Pick believes the equity release market is on track for a record-breaking year in 2022, with lending expected to reach £6bn.
But despite this growth, Pick warned that 2023 will be a very different year.
“While the pandemic is a distant memory, the cost-of-living crisis will continue to bite and this sustained period of uncertainty will impact consumers spending as well as borrowing habits,” Pick said.
In Pick’s view, repayment of debt, a need to boost retirement income and a desire to support the wider family financially, are likely to be the main drivers behind the market in the new year.
“We do anticipate that we will continue to see fewer borrowers looking to fund discretionary spending and an increasing number focused on financial resilience as well as management,” Pick added.
Looking back on 2022, Pick recalls that the first four months of the year were “business as usual” for the sector as it started to see more customers using equity release and lifetime mortgage products to fund “pent up discretionary spend from the pandemic”.
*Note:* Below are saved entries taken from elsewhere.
//! Signed, retried, audited webhook fan-out.

use std::sync::Arc;
use std::sync::atomic::{AtomicUsize, Ordering};
use std::time::Duration;

use futures::stream::{self, StreamExt};
use serde_json::{Value as JsonValue, json};
use tokio::task::JoinHandle;
use tracing::{debug, error, info, instrument, warn};

use brandkit_core::UserId;
use brandkit_events::{DomainEvent, WebhookEnvelope};

use super::model::{DeliveryRecord, DeliverySummary, VerifyOutcome, WebhookConfig, is_success};
use super::signing::signature_header;
use super::store::WebhookStore;
use super::transport::{WebhookRequest, WebhookTransport};

/// Attempts per subscriber, including the first.
pub const MAX_ATTEMPTS: u32 = 3;

/// Event name used by [`WebhookEngine::verify`] pings.
pub const TEST_EVENT: &str = "webhook.test";

#[derive(Debug, Clone)]
pub struct WebhookSettings {
    /// Product name for the `User-Agent` header.
    pub product_name: String,
    pub base_delay: Duration,
    /// Applied by the transport; kept here for logging and the verification message.
    pub timeout: Duration,
    pub max_parallel: usize,
}

impl Default for WebhookSettings {
    fn default() -> Self {
        Self {
            product_name: "Brandkit".to_string(),
            base_delay: Duration::from_millis(1_000),
            timeout: Duration::from_secs(10),
            max_parallel: 8,
        }
    }
}

impl WebhookSettings {
    pub fn user_agent(&self) -> String {
        format!("{}-Webhooks/1.0", self.product_name)
    }

    /// Wait after failed attempt `attempt` (1-based): `base * 2^(attempt - 1)`.
    pub fn delay_for_attempt(&self, attempt: u32) -> Duration {
        let factor = 2u32.saturating_pow(attempt.saturating_sub(1));
        self.base_delay.saturating_mul(factor)
    }
}

/// Delivers domain events to every subscribed webhook of a user.
///
/// Delivery is best-effort: nothing here returns an error to the caller.
/// Each subscriber gets its own sequential retry loop; subscribers run
/// concurrently up to `max_parallel` and never see each other's failures.
#[derive(Clone)]
pub struct WebhookEngine {
    store: Arc<dyn WebhookStore>,
    transport: Arc<dyn WebhookTransport>,
    settings: WebhookSettings,
}

impl WebhookEngine {
    pub fn new(
        store: Arc<dyn WebhookStore>,
        transport: Arc<dyn WebhookTransport>,
        settings: WebhookSettings,
    ) -> Self {
        Self {
            store,
            transport,
            settings,
        }
    }

    pub fn settings(&self) -> &WebhookSettings {
        &self.settings
    }

    /// Deliver `event` by wire name. Unregistered names are dropped with a warning.
    pub async fn dispatch(&self, user_id: UserId, event: &str, data: JsonValue) -> DeliverySummary {
        match event.parse::<DomainEvent>() {
            Ok(event) => self.dispatch_event(user_id, event, data).await,
            Err(_) => {
                warn!(user_id = %user_id, event, "dropping webhook dispatch for unregistered event");
                DeliverySummary::default()
            }
        }
    }

    /// Detached variant of [`dispatch`](Self::dispatch) for callers that must not wait.
    pub fn spawn_dispatch(
        &self,
        user_id: UserId,
        event: impl Into<String>,
        data: JsonValue,
    ) -> JoinHandle<DeliverySummary> {
        let engine = self.clone();
        let event = event.into();
        tokio::spawn(async move { engine.dispatch(user_id, &event, data).await })
    }

    #[instrument(skip(self, data), fields(user_id = %user_id, event = %event))]
    pub async fn dispatch_event(
        &self,
        user_id: UserId,
        event: DomainEvent,
        data: JsonValue,
    ) -> DeliverySummary {
        let subscribers = match self.store.subscribers(user_id, event).await {
            Ok(subscribers) => subscribers,
            Err(e) => {
                error!(error = %e, "failed to load webhook subscribers");
                return DeliverySummary::default();
            }
        };
        if subscribers.is_empty() {
            debug!("no webhook subscribers");
            return DeliverySummary::default();
        }

        let envelope = WebhookEnvelope::now(event.as_str(), data);
        let body = match envelope.to_bytes() {
            Ok(body) => body,
            Err(e) => {
                error!(error = %e, "failed to serialize webhook envelope");
                return DeliverySummary {
                    subscribers: subscribers.len(),
                    delivered: 0,
                    failed: subscribers.len(),
                };
            }
        };
        let payload = serde_json::to_value(&envelope).unwrap_or(JsonValue::Null);

        let delivered = AtomicUsize::new(0);
        let total = subscribers.len();
        stream::iter(subscribers)
            .for_each_concurrent(self.settings.max_parallel.max(1), |config| {
                let body = &body;
                let payload = &payload;
                let delivered = &delivered;
                async move {
                    if self.deliver(&config, event, body, payload).await {
                        delivered.fetch_add(1, Ordering::Relaxed);
                    }
                }
            })
            .await;

        let delivered = delivered.into_inner();
        DeliverySummary {
            subscribers: total,
            delivered,
            failed: total - delivered,
        }
    }

    /// Retry loop for one subscriber. Returns whether any attempt succeeded.
    async fn deliver(
        &self,
        config: &WebhookConfig,
        event: DomainEvent,
        body: &[u8],
        payload: &JsonValue,
    ) -> bool {
        let signature = match signature_header(&config.secret, body) {
            Ok(signature) => signature,
            Err(e) => {
                error!(webhook_id = %config.id, error = %e, "cannot sign webhook payload");
                return false;
            }
        };

        for attempt in 1..=MAX_ATTEMPTS {
            let request = self.request(&config.url, event.as_str(), body, &signature, attempt);
            let record = DeliveryRecord::new(config.id, event, payload.clone(), attempt);
            let record = match self.transport.post(&request).await {
                Ok(response) => record.with_response(response.status, &response.body),
                Err(e) => record.with_error(e.to_string()),
            };

            if let Err(e) = self.store.record_delivery(&record).await {
                error!(webhook_id = %config.id, attempt, error = %e, "failed to record webhook delivery");
            }

            if record.success {
                info!(
                    webhook_id = %config.id,
                    attempt,
                    status_code = record.status_code,
                    "webhook delivered"
                );
                return true;
            }

            if attempt < MAX_ATTEMPTS {
                let delay = self.settings.delay_for_attempt(attempt);
                warn!(
                    webhook_id = %config.id,
                    attempt,
                    status_code = record.status_code,
                    error = record.error.as_deref().unwrap_or_default(),
                    delay_ms = delay.as_millis() as u64,
                    "webhook attempt failed; retrying"
                );
                tokio::time::sleep(delay).await;
            }
        }

        error!(
            webhook_id = %config.id,
            url = %config.url,
            attempts = MAX_ATTEMPTS,
            "webhook delivery failed after all attempts"
        );
        false
    }

    fn request(
        &self,
        url: &str,
        event: &str,
        body: &[u8],
        signature: &str,
        attempt: u32,
    ) -> WebhookRequest {
        WebhookRequest {
            url: url.to_string(),
            headers: vec![
                ("Content-Type".into(), "application/json".into()),
                ("X-Signature".into(), signature.to_string()),
                ("User-Agent".into(), self.settings.user_agent()),
                ("X-Webhook-Event".into(), event.to_string()),
                ("X-Webhook-Attempt".into(), attempt.to_string()),
            ],
            body: body.to_vec(),
        }
    }

    /// Send one signed test ping. No retry, no audit row.
    #[instrument(skip(self, secret), fields(url = %url))]
    pub async fn verify(&self, url: &str, secret: &str) -> VerifyOutcome {
        let envelope = WebhookEnvelope::now(
            TEST_EVENT,
            json!({ "message": "This is a test webhook delivery." }),
        );
        let body = match envelope.to_bytes() {
            Ok(body) => body,
            Err(e) => return failed_check(format!("could not serialize test payload: {e}")),
        };
        let signature = match signature_header(secret, &body) {
            Ok(signature) => signature,
            Err(e) => return failed_check(format!("could not sign test payload: {e}")),
        };

        let request = self.request(url, TEST_EVENT, &body, &signature, 1);
        match self.transport.post(&request).await {
            Ok(response) if is_success(response.status) => VerifyOutcome {
                success: true,
                status_code: response.status,
                message: "Webhook endpoint responded successfully".to_string(),
            },
            Ok(response) => VerifyOutcome {
                success: false,
                status_code: response.status,
                message: format!("Webhook endpoint returned HTTP {}", response.status),
            },
            Err(e) => failed_check(e.to_string()),
        }
    }
}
April then saw the Equity Release Council introduce its ‘fifth standard’ which guaranteed all new customers the right to make ad hoc payments on their borrowing within lenders limits.
According to Pick, this simply formalised something many lenders were offering already but it helped make the products available on the market “the most flexible we have ever seen”.
All changed then in autumn following Liz Truss and Kwasi Kwarteng’s “mini” Budget.
In Pick’s words, the uncosted tax cuts in the “mini” Budget “set the hares running” in the later life lending area and led to some lenders exiting the market as well as higher interest rates in the sector than were seen in several years.